§ Instructions to follow:
In the entries that follow, the first line to write out is the one containing "const TAU: f32 = 0.02;", and the last is the one containing "Constructs the environment.". Reproduce that stretch exactly, with nothing before or after it.

§ The data:
▶

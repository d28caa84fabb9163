//! Cart-pole balancing.
use anyhow::Result;
use gym_bridge_core::{Act, Env, Space, Step};
use log::info;
use ndarray::{Array1, ArrayD};
use std::f32::consts::PI;

const GRAVITY: f32 = 9.8;
const MASS_CART: f32 = 1.0;
const MASS_POLE: f32 = 0.1;
const TOTAL_MASS: f32 = MASS_CART + MASS_POLE;
const HALF_LENGTH: f32 = 0.5;
const POLE_MASS_LENGTH: f32 = MASS_POLE * HALF_LENGTH;
const FORCE_MAG: f32 = 10.0;
const TAU: f32 = 0.02;
const THETA_THRESHOLD: f32 = 12.0 * 2.0 * PI / 360.0;
const X_THRESHOLD: f32 = 2.4;
const MAX_STEPS: usize = 500;

/// `CartPole-v1`: keep a pole upright by pushing a cart left (`0`) or right (`1`).
///
/// The observation is `(x, x_dot, theta, theta_dot)`. Every step gives a reward
/// of `1`; the episode terminates when the pole falls past 12 degrees or the cart
/// leaves `[-2.4, 2.4]`, and is truncated after 500 steps.
pub struct CartPole {
    act_space: Space,
    obs_space: Space,
    state: [f32; 4],
    count_steps: usize,
    rng: fastrand::Rng,
}

impl CartPole {
    /// Constructs the environment.
    pub fn new(seed: u64) -> Self {
        let high = vec![X_THRESHOLD * 2.0, f32::MAX, THETA_THRESHOLD * 2.0, f32::MAX];
        Self {
            act_space: Space::Discrete { n: 2 },
            obs_space: Space::Box {
                low: high.iter().map(|h| -h).collect(),
                high,
                shape: vec![4],
            },
            state: [0.0; 4],
            count_steps: 0,
            rng: fastrand::Rng::with_seed(seed),
        }
    }

    fn obs(&self) -> ArrayD<f32> {
        Array1::from(self.state.to_vec()).into_dyn()
    }
}

impl Env for CartPole {
    fn action_space(&self) -> &Space {
        &self.act_space
    }

    fn observation_space(&self) -> &Space {
        &self.obs_space
    }

    fn seed(&mut self, seed: u64) {
        self.rng.seed(seed);
    }

    fn reset(&mut self) -> Result<ArrayD<f32>> {
        for x in self.state.iter_mut() {
            *x = self.rng.f32() * 0.1 - 0.05;
        }
        self.count_steps = 0;
        Ok(self.obs())
    }

    fn step(&mut self, act: &Act) -> Result<Step> {
        self.act_space.check(act)?;
        let force = match act {
            Act::Discrete(1) => FORCE_MAG,
            _ => -FORCE_MAG,
        };

        let [x, x_dot, theta, theta_dot] = self.state;
        let (sin, cos) = theta.sin_cos();
        let temp = (force + POLE_MASS_LENGTH * theta_dot * theta_dot * sin) / TOTAL_MASS;
        let theta_acc = (GRAVITY * sin - cos * temp)
            / (HALF_LENGTH * (4.0 / 3.0 - MASS_POLE * cos * cos / TOTAL_MASS));
        let x_acc = temp - POLE_MASS_LENGTH * theta_acc * cos / TOTAL_MASS;

        self.state = [
            x + TAU * x_dot,
            x_dot + TAU * x_acc,
            theta + TAU * theta_dot,
            theta_dot + TAU * theta_acc,
        ];
        self.count_steps += 1;

        let [x, _, theta, _] = self.state;
        let is_terminated = x.abs() > X_THRESHOLD || theta.abs() > THETA_THRESHOLD;
        let is_truncated = !is_terminated && self.count_steps >= MAX_STEPS;
        Ok(Step::new(self.obs(), 1.0, is_terminated, is_truncated))
    }

    fn render(&mut self) -> Result<()> {
        let [x, _, theta, _] = self.state;
        let width = 41usize;
        let pos = ((x + X_THRESHOLD) / (2.0 * X_THRESHOLD) * (width - 1) as f32)
            .round()
            .max(0.0)
            .min((width - 1) as f32) as usize;
        let mut track = vec!['-'; width];
        track[pos] = '#';
        info!(
            "{} theta = {:+.3}",
            track.into_iter().collect::<String>(),
            theta
        );
        Ok(())
    }
}

#[cfg(test)]
mod test {
    use super::*;
    use ndarray::IxDyn;

    #[test]
    fn test_reset_is_near_upright() -> Result<()> {
        let mut env = CartPole::new(42);
        let obs = env.reset()?;
        assert_eq!(obs.shape(), &[4]);
        assert!(obs.iter().all(|x| x.abs() <= 0.05));
        Ok(())
    }

    #[test]
    fn test_pushing_one_way_terminates() -> Result<()> {
        let mut env = CartPole::new(0);
        env.reset()?;
        let mut steps = 0;
        loop {
            let step = env.step(&Act::Discrete(1))?;
            steps += 1;
            assert_eq!(step.reward, 1.0);
            if step.is_done() {
                assert!(step.is_terminated);
                break;
            }
        }
        assert!(steps < 100);
        Ok(())
    }

    #[test]
    fn test_seed_reproducible() -> Result<()> {
        let (mut a, mut b) = (CartPole::new(7), CartPole::new(7));
        assert_eq!(a.reset()?, b.reset()?);
        Ok(())
    }

    #[test]
    fn test_rejects_continuous_action() {
        let mut env = CartPole::new(0);
        let act = Act::Continuous(ArrayD::zeros(IxDyn(&[1])));
        assert!(env.step(&act).is_err());
    }
}
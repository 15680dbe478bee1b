//! Diagnostic record of one send.

use std::time::Duration;

use chrono::{DateTime, Utc};
use serde::{Deserialize, Serialize};
use uuid::Uuid;

use crate::icons::ResolvedIcon;
use crate::types::SendOutcome;

/// Time spent in each phase of a send.
#[derive(Debug, Clone, Copy, Default, PartialEq, Eq, Serialize, Deserialize)]
pub struct Timings {
    /// Icon resolution
    pub icon_resolution: Duration,
    /// Backend selection, including availability probes
    pub backend_selection: Duration,
    /// Backend send, including any interactive wait
    pub dispatch: Duration,
    /// Whole send
    pub total: Duration,
}

/// Everything known about one send.
#[derive(Debug, Clone, PartialEq, Serialize, Deserialize)]
pub struct SendReport {
    /// Correlation id, also attached to the send's log lines
    pub id: Uuid,
    /// When the send started
    pub sent_at: DateTime<Utc>,
    /// Normalized result
    pub outcome: SendOutcome,
    /// How the icon was resolved
    pub icon: ResolvedIcon,
    /// Backend that handled the send
    pub backend: String,
    /// Phase timings
    pub timings: Timings,
}

impl SendReport {
    /// Returns true unless the send failed.
    #[must_use]
    pub fn succeeded(&self) -> bool {
        !self.outcome.is_failed()
    }

    /// Serializes the report as pretty JSON.
    ///
    /// # Errors
    ///
    /// Returns an error if serialization fails.
    pub fn to_json(&self) -> serde_json::Result<String> {
        serde_json::to_string_pretty(self)
    }
}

◀

§ Response area:
const TAU: f32 = 0.02;
const THETA_THRESHOLD: f32 = 12.0 * 2.0 * PI / 360.0;
const X_THRESHOLD: f32 = 2.4;
const MAX_STEPS: usize = 500;

/// `CartPole-v1`: keep a pole upright by pushing a cart left (`0`) or right (`1`).
///
/// The observation is `(x, x_dot, theta, theta_dot)`. Every step gives a reward
/// of `1`; the episode terminates when the pole falls past 12 degrees or the cart
/// leaves `[-2.4, 2.4]`, and is truncated after 500 steps.
pub struct CartPole {
    act_space: Space,
    obs_space: Space,
    state: [f32; 4],
    count_steps: usize,
    rng: fastrand::Rng,
}

impl CartPole {
    /// Constructs the environment.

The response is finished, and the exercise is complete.